Experimental program
Comparison scheme
Effect test

Embodiment 1

[0031] (1) Add 0.75g sodium lauryl sulfate and 700g deionized water into a 1L four-neck flask, stir at room temperature for 30 minutes, then add 37.51g n-butyl acrylate and 0.375g 1,4-butanediol diacrylic acid The ester was added to the four-necked flask, stirred for 30 minutes, nitrogen gas was introduced, the condenser was connected, and the temperature was raised. At 75°C, 35 g of an aqueous solution dissolved with 0.75 g of potassium persulfate was added to the four-necked flask, and the reaction was kept at reflux for 1 hour. Add 0.47g sodium lauryl sulfate and 20g deionized water to the four-necked bottle afterwards, mix 150g n-butyl acrylate and 36g glycidyl methacrylate, drop into the four-necked bottle within two hours, and During the dropwise addition, 50 g of an aqueous solution in which 1.27 g of potassium persulfate was dissolved was added to the four-necked bottle three times. After the dropwise addition of the mixed monomers is completed, the heat preservation r...

Embodiment 2

[0035](1) Add 0.75g sodium lauryl sulfate and 700g deionized water into a 1L four-neck flask, stir at room temperature for 30 minutes, then add 37.50g n-butyl acrylate and 0.375g 1,4-butanediol diacrylic acid The ester was added to the four-necked flask, stirred for 30 minutes, nitrogen gas was introduced, the condenser was connected, and the temperature was raised.
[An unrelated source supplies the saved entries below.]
// SPDX-License-Identifier: MIT
// Copyright (c) 2025 myexpr

//! INET_ATON / INET_NTOA dotted-quad codecs.

/// INET_ATON. Short forms are accepted the way the classic C routine
/// accepts them: the last group fills the remaining bytes, so `127.1`
/// is 127.0.0.1. None for malformed addresses.
pub fn inet_aton(text: &str) -> Option<u64> {
	let text = text.trim();
	if text.is_empty() || text.ends_with('.') {
		return None;
	}
	let mut groups: Vec<u64> = Vec::with_capacity(4);
	for part in text.split('.') {
		if part.is_empty() || part.len() > 3 || !part.bytes().all(|b| b.is_ascii_digit()) {
			return None;
		}
		groups.push(part.parse().ok()?);
	}
	if groups.len() > 4 {
		return None;
	}

	// all but the last group are single bytes; the last spans the rest
	let last = groups.pop()?;
	let tail_bytes = 4 - groups.len() as u32;
	if last >= 1u64 << (8 * tail_bytes) {
		return None;
	}
	let mut value = 0u64;
	for group in groups {
		if group > 255 {
			return None;
		}
		value = (value << 8) | group;
	}
	Some((value << (8 * tail_bytes)) | last)
}

/// INET_NTOA. None when the value does not fit 32 bits.
pub fn inet_ntoa(value: u64) -> Option<String> {
	if value > u32::MAX as u64 {
		return None;
	}
	let v = value as u32;
	Some(format!("{}.{}.{}.{}", v >> 24, v >> 16 & 0xFF, v >> 8 & 0xFF, v & 0xFF))
}
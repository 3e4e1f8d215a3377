// SPDX-License-Identifier: MIT
// Copyright (c) 2025 myexpr

//! The three error tiers of the engine.
//!
//! Warnings are queued on the session and evaluation continues with a
//! best-effort value. Soft failures are expressed as `Value::Null` by the
//! function itself, usually together with a warning. Hard errors abort the
//! statement and are carried as [`EvalError`].

use std::fmt::{Display, Formatter};

/// A non-fatal diagnostic queued on the session context, visible to the
/// client after the statement completes. Codes follow the MySQL error
/// code space so compatibility suites can assert on them.
#[derive(Debug, Clone, PartialEq, Eq)]
pub struct Warning {
	pub code: u16,
	pub message: String,
}

impl Warning {
	pub fn new(code: u16, message: impl Into<String>) -> Self {
		Self {
			code,
			message: message.into(),
		}
	}

	/// 1292: value could not be interpreted in the target type and was
	/// truncated or clamped.
	pub fn truncated_wrong_value(kind: &str, value: impl Display) -> Self {
		Self::new(1292, format!("Truncated incorrect {} value: '{}'", kind, value))
	}

	/// 1265: data was truncated while narrowing.
	pub fn data_truncated(value: impl Display) -> Self {
		Self::new(1265, format!("Data truncated for value '{}'", value))
	}

	/// 1366: value is not valid for the target type at all.
	pub fn incorrect_value(kind: &str, value: impl Display) -> Self {
		Self::new(1366, format!("Incorrect {} value: '{}'", kind, value))
	}

	/// 1411: malformed datetime handed to a parsing function.
	pub fn incorrect_datetime(value: impl Display, function: &str) -> Self {
		Self::new(1411, format!("Incorrect datetime value: '{}' for function {}", value, function))
	}
}

impl Display for Warning {
	fn fmt(&self, f: &mut Formatter<'_>) -> std::fmt::Result {
		write!(f, "Warning {}: {}", self.code, self.message)
	}
}

/// Hard errors: contract violations and inputs MySQL defines as fatal to
/// the statement. Functions must not use these for conditions MySQL
/// defines as "return NULL with a warning".
#[derive(Debug, thiserror::Error, Clone, PartialEq)]
pub enum EvalError {
	#[error("invalid children count: {function} expects {expected}, got {actual}")]
	InvalidChildrenCount {
		function: String,
		expected: usize,
		actual: usize,
	},

	#[error("BIGINT UNSIGNED value is out of range: '{value}'")]
	UintOverflow {
		value: String,
	},

	#[error("Illegal mix of collations ({left},{left_coercibility}) and ({right},{right_coercibility})")]
	CoercibilityConflict {
		left: String,
		left_coercibility: u8,
		right: String,
		right_coercibility: u8,
	},

	#[error("Got error 'invalid regular expression: {message}' from regexp")]
	InvalidRegex {
		message: String,
	},

	#[error("Incorrect arguments to regexp: unknown match type '{flag}'")]
	InvalidRegexFlag {
		flag: char,
	},

	#[error("Index out of bounds for regular expression search")]
	IndexOutOfBounds,

	#[error("Incorrect arguments to {function}")]
	IncorrectArguments {
		function: String,
	},

	#[error("Function {name} does not exist")]
	UnknownFunction {
		name: String,
	},

	#[error("Unsupported type {ty} for {operation}")]
	UnsupportedType {
		operation: String,
		ty: String,
	},

	#[error("Incorrect user-level lock name '{name}'")]
	UserLockWrongName {
		name: String,
	},

	#[error("Query execution was interrupted")]
	QueryInterrupted,

	#[error("{message}")]
	Internal {
		message: String,
	},
}

impl EvalError {
	pub fn invalid_children_count(function: impl Into<String>, expected: usize, actual: usize) -> Self {
		EvalError::InvalidChildrenCount {
			function: function.into(),
			expected,
			actual,
		}
	}

	pub fn uint_overflow(value: impl Display) -> Self {
		EvalError::UintOverflow {
			value: value.to_string(),
		}
	}

	pub fn unsupported_type(operation: impl Into<String>, ty: impl Display) -> Self {
		EvalError::UnsupportedType {
			operation: operation.into(),
			ty: ty.to_string(),
		}
	}
}

#[cfg(test)]
mod tests {
	use super::*;

	#[test]
	fn test_warning_truncated_wrong_value() {
		let warning = Warning::truncated_wrong_value("DOUBLE", "12abc");
		assert_eq!(warning.code, 1292);
		assert_eq!(warning.message, "Truncated incorrect DOUBLE value: '12abc'");
	}

	#[test]
	fn test_warning_incorrect_datetime() {
		let warning = Warning::incorrect_datetime("not-a-date", "str_to_date");
		assert_eq!(warning.code, 1411);
		assert!(warning.message.contains("str_to_date"));
	}

	#[test]
	fn test_eval_error_display() {
		let err = EvalError::invalid_children_count("concat", 2, 3);
		assert_eq!(err.to_string(), "invalid children count: concat expects 2, got 3");

		let err = EvalError::uint_overflow(-5);
		assert_eq!(err.to_string(), "BIGINT UNSIGNED value is out of range: '-5'");
	}
}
At 75°C, 35 g of an aqueous solution dissolved with 0.75 g of potassium persulfate was added to the four-necked flask, and the reaction was kept for 1 hour. Add 0.47g sodium lauryl sulfate and 20g deionized water to the four-necked bottle afterwards, mix 150g n-butyl acrylate and 36g glycidyl methacrylate, add the four-necked bottle within two hours, and drop During the addition process, 50 g of an aqueous solution in which 1.27 g of potassium persulfate was dissolved was added to the four-necked bottle three times. After the dropwise addition of the mixed monomers is completed, the heat preservation reaction is ca...

Embodiment 3

[0039] (1) Add 0.75g sodium lauryl sulfate and 700g deionized water into a 1L four-neck flask, stir at room temperature for 30 minutes, then add 37.50g n-butyl acrylate and 0.375g 1,4-butanediol diacrylic acid The ester was added to the four-necked flask, stirred for 30 minutes, nitrogen gas was introduced, the condenser was connected, and the temperature was raised. At 75°C, 35 g of an aqueous solution dissolved with 0.75 g of potassium persulfate was added to the four-necked flask, and the reaction was kept for 1 hour. Add 0.47g sodium lauryl sulfate and 20g deionized water to the four-necked bottle afterwards, mix 150g n-butyl acrylate and 36g glycidyl methacrylate, add the four-necked bottle within two hours, and drop During the addition process, 50 g of an aqueous solution in which 1.27 g of potassium persulfate was dissolved was added to the four-necked bottle three times. After the dropwise addition of the mixed monomers is completed, the heat preservation reaction is c...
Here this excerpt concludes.